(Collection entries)
--- START ---

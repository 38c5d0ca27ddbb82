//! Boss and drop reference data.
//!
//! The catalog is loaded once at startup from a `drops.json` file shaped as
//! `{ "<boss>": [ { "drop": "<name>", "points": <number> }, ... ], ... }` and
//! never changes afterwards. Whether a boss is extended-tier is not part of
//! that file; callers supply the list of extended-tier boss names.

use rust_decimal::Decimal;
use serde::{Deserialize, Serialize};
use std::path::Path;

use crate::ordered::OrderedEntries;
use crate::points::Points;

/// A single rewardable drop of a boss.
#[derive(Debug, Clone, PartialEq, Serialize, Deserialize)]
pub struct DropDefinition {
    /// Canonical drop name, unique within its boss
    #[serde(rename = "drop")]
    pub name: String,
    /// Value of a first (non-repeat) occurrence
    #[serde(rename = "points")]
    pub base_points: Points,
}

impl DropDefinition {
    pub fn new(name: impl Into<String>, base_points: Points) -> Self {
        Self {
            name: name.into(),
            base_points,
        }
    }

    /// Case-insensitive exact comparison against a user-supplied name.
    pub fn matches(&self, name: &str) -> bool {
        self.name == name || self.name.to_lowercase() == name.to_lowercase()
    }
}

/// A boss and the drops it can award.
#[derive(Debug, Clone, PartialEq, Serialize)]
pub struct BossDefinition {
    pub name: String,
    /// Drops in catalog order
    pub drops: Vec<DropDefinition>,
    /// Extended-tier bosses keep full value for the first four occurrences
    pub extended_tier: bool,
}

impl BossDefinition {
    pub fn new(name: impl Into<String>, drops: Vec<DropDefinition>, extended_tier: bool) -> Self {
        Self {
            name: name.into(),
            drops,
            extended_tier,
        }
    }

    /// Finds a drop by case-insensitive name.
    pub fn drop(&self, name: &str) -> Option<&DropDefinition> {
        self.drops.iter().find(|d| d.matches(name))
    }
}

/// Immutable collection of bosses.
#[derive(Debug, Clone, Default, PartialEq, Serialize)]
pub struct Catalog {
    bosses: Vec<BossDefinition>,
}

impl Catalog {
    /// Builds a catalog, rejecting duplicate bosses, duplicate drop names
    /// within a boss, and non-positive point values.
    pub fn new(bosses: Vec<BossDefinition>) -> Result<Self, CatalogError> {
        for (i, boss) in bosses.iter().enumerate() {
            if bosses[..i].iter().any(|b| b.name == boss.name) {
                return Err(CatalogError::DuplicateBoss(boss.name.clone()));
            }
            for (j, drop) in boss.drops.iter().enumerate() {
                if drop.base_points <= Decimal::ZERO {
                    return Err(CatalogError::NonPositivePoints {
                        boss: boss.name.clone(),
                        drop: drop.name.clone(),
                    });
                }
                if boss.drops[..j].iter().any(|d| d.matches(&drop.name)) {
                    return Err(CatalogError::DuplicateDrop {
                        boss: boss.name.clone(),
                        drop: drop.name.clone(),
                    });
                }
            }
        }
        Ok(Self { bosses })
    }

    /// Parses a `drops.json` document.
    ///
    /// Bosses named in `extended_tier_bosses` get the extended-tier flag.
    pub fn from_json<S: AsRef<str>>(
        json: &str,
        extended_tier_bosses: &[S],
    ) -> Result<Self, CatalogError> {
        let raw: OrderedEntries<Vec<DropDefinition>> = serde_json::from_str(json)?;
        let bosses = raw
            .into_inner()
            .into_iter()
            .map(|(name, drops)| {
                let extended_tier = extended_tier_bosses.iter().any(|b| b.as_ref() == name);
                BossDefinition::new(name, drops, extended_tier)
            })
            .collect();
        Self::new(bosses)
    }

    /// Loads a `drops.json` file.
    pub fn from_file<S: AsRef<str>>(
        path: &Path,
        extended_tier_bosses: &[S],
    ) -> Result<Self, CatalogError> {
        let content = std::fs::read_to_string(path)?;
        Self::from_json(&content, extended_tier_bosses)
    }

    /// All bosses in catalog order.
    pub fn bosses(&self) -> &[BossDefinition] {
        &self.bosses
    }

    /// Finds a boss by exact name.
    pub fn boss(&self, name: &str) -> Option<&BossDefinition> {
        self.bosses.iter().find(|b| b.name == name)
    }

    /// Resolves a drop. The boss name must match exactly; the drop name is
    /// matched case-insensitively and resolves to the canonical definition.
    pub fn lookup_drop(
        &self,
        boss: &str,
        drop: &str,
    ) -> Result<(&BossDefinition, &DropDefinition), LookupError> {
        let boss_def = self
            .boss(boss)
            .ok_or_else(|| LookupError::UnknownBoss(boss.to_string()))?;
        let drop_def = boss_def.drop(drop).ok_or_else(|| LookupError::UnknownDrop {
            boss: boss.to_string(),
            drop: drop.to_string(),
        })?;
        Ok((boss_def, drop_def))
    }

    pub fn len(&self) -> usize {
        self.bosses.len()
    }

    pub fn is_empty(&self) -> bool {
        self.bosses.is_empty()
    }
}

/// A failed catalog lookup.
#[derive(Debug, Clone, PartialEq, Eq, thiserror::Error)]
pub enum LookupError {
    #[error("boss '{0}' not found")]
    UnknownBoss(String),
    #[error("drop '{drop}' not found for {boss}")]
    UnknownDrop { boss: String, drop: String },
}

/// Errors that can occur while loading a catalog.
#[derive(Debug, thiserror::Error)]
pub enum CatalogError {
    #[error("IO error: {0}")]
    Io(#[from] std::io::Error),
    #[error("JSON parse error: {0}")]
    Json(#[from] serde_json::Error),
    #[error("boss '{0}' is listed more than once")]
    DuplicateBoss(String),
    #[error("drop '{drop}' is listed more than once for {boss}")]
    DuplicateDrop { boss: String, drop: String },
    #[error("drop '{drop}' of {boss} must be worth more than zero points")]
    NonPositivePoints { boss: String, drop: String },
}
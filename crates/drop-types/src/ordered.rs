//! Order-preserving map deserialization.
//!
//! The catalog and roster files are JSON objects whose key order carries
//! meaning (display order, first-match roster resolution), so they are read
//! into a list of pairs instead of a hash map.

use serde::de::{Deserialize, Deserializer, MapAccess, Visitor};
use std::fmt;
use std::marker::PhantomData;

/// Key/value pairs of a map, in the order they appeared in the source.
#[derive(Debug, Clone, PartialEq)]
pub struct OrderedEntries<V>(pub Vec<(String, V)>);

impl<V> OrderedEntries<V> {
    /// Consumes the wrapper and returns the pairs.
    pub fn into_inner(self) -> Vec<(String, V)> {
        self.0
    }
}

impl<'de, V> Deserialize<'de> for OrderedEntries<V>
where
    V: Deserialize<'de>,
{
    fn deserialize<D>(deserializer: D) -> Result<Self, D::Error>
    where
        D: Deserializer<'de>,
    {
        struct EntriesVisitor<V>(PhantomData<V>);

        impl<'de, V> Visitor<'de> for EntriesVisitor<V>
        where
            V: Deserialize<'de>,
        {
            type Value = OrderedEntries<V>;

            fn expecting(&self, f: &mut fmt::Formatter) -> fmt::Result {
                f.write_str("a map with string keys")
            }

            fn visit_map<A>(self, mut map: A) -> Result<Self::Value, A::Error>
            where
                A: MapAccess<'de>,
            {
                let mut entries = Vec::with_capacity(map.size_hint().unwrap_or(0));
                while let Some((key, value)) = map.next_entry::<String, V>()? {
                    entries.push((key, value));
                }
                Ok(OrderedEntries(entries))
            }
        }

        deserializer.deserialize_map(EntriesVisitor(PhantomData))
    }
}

--- END ---

◆ **EXERCISE**: What is the number of lines in the data that hold the word "rename"? Reply with that number and nothing else.

◆ **TASK RESPONSE**: 2